Once home again, I make more of an effort to add interest and more protein to my diet by picking up some meat from Severino's, and I step over the 100-mile marker into dairy country with some raw butter from Organic Pastures and yogurt from Straus Creamery. Suddenly I feel flush with extravagance and luxuriate in the additions to my meal plan. Until I attempt to cook with the butter.

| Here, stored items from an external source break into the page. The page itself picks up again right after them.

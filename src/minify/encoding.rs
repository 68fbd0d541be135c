//! Character encoding detection and transcoding.
//!
//! The charset is taken from, in order: a byte order mark, the HTTP `Content-Type`
//! header, `<meta charset>` / `<meta http-equiv>` in the first KiB of the body.
//! Unknown labels and undecodable bytes never fail a page: we fall back to
//! UTF-8 with replacement characters and report it.
//!
//! A document cannot declare itself UTF-16 from inside: its `<meta>` was readable
//! as ASCII. Such a declaration means UTF-8, and `x-user-defined` means windows-1252.
use encoding_rs::{Encoding, UTF_16BE, UTF_16LE, UTF_8, WINDOWS_1252, X_USER_DEFINED};
use lazy_static::lazy_static;
use log::debug;
use regex::Regex;

lazy_static! {
    static ref HEADER_CHARSET_RE: Regex =
        Regex::new(r#"(?i)charset\s*=\s*["']?([^"'\s;,]+)"#).unwrap();
    static ref META_CHARSET_RE: Regex =
        Regex::new(r#"(?i)<meta[^>]+charset\s*=\s*["']?([^"'\s/>;]+)"#).unwrap();
}

/// How a body got decoded.
#[derive(Debug, Clone, PartialEq, Eq)]
pub struct Decoded {
    pub text: String,
    /// name of the encoding that was used
    pub encoding: &'static str,
    /// the declared charset was unusable or the body had invalid sequences
    pub fallback: bool,
}

/// Charset label declared in a `Content-Type` value.
fn header_charset(content_type: &str) -> Option<&str> {
    HEADER_CHARSET_RE
        .captures(content_type)
        .and_then(|c| c.get(1))
        .map(|m| m.as_str())
}

/// Charset label declared in the document head.
fn meta_charset(body: &[u8]) -> Option<String> {
    let head = String::from_utf8_lossy(&body[..body.len().min(1024)]);
    META_CHARSET_RE
        .captures(&head)
        .and_then(|c| c.get(1))
        .map(|m| m.as_str().to_string())
}

/// Encoding to use for a charset declared in the document itself.
fn meta_encoding(declared: &'static Encoding) -> &'static Encoding {
    if declared == UTF_16LE || declared == UTF_16BE {
        UTF_8
    } else if declared == X_USER_DEFINED {
        WINDOWS_1252
    } else {
        declared
    }
}

/// Decode an HTML body to UTF-8.
pub fn decode(body: &[u8], content_type: Option<&str>) -> Decoded {
    let (declared, from_meta) = match content_type.and_then(header_charset) {
        Some(label) => (Some(label.to_string()), false),
        None => (meta_charset(body), true),
    };

    let (encoding, mut fallback) = match &declared {
        Some(label) => match Encoding::for_label(label.trim().as_bytes()) {
            Some(e) if from_meta => (meta_encoding(e), false),
            Some(e) => (e, false),
            None => {
                debug!("unknown charset {:?}, falling back to utf-8", label);
                (UTF_8, true)
            }
        },
        None => (UTF_8, false),
    };

    // decode() sniffs and strips a BOM, which overrides any declaration
    let (text, used, had_errors) = encoding.decode(body);
    if had_errors {
        debug!("invalid {} sequences replaced", used.name());
        fallback = true;
    }

    Decoded {
        text: text.into_owned(),
        encoding: used.name(),
        fallback,
    }
}

#[cfg(test)]
mod tests {
    use super::*;

    #[test]
    fn utf8_default() {
        let d = decode("<p>héllo</p>".as_bytes(), None);
        assert_eq!(d.text, "<p>héllo</p>");
        assert_eq!(d.encoding, "UTF-8");
        assert!(!d.fallback);
    }

    #[test]
    fn header_charset_latin1() {
        let body = b"<p>caf\xe9</p>";
        let d = decode(body, Some("text/html; charset=ISO-8859-1"));
        assert_eq!(d.text, "<p>café</p>");
        // encoding_rs maps ISO-8859-1 to windows-1252 per WHATWG
        assert_eq!(d.encoding, "windows-1252");
        assert!(!d.fallback);
    }

    #[test]
    fn meta_charset_used_without_header() {
        let body = b"<html><head><meta charset=\"windows-1252\"></head><body>na\xefve</body></html>";
        let d = decode(body, Some("text/html"));
        assert!(d.text.contains("naïve"));
    }

    #[test]
    fn meta_utf16_means_utf8() {
        let body = "<html><head><meta charset=\"utf-16\"></head><body><h2>What is X?</h2><p>Café.</p></body></html>";
        let d = decode(body.as_bytes(), Some("text/html"));
        assert_eq!(d.encoding, "UTF-8");
        assert_eq!(d.text, body);
        assert!(!d.fallback);

        let d = decode(b"<meta charset=\"x-user-defined\"><p>caf\xe9</p>", None);
        assert_eq!(d.encoding, "windows-1252");
        assert!(d.text.contains("café"));
    }

    #[test]
    fn header_utf16_is_honored() {
        let body: Vec<u8> = "<p>hi</p>".encode_utf16().flat_map(u16::to_le_bytes).collect();
        let d = decode(&body, Some("text/html; charset=utf-16le"));
        assert_eq!(d.encoding, "UTF-16LE");
        assert_eq!(d.text, "<p>hi</p>");
    }

    #[test]
    fn http_equiv_charset() {
        let body = b"<meta http-equiv=\"Content-Type\" content=\"text/html; charset=iso-8859-1\"><p>\xe0</p>";
        let d = decode(body, None);
        assert!(d.text.contains("<p>à</p>"));
    }

    #[test]
    fn bogus_charset_falls_back() {
        let body = b"<p>caf\xe9 ok</p>";
        let d = decode(body, Some("text/html; charset=x-totally-bogus"));
        assert!(d.fallback);
        assert_eq!(d.encoding, "UTF-8");
        assert!(d.text.contains('\u{FFFD}'));
        assert!(d.text.contains("ok"));
    }

    #[test]
    fn bom_wins() {
        let mut body = vec![0xEF, 0xBB, 0xBF];
        body.extend_from_slice("<p>é</p>".as_bytes());
        let d = decode(&body, Some("text/html; charset=windows-1252"));
        assert_eq!(d.text, "<p>é</p>");
        assert_eq!(d.encoding, "UTF-8");
    }
}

All the accounts I find of raw butter describe it as earthy and green smelling, with a delicious taste. Perhaps we differ in the semantics, but I can only politely describe my olfactory experience with the pat I put in the pan as foul and curdled. A telephone call to the dairy went unanswered with a machine too full for messages. Not one blogger anywhere seems to have shared my experience, and I'm left with a very expensive tub of acidic curd. Back to pasteurized butter for me.

All Things in Moderation

My favorite things to shop for are books, kitchenware and groceries. I fawn over a bottle of olive oil like some women ogle new shoes. OK, I ogle shoes too, but olive oil is right up there. I still walk the aisles of the grocer's, picking up interesting packages and perusing the shelves for artisanal goods, smelling the breads and fondling the exotic fruits. But it's been like going to a museum for me now these last few weeks: "Ooh, Andalusian olive crisps—don't touch," "Mmm, smell this pineapple—what memories I have of them." I miss chocolate and feel guilty for missing it.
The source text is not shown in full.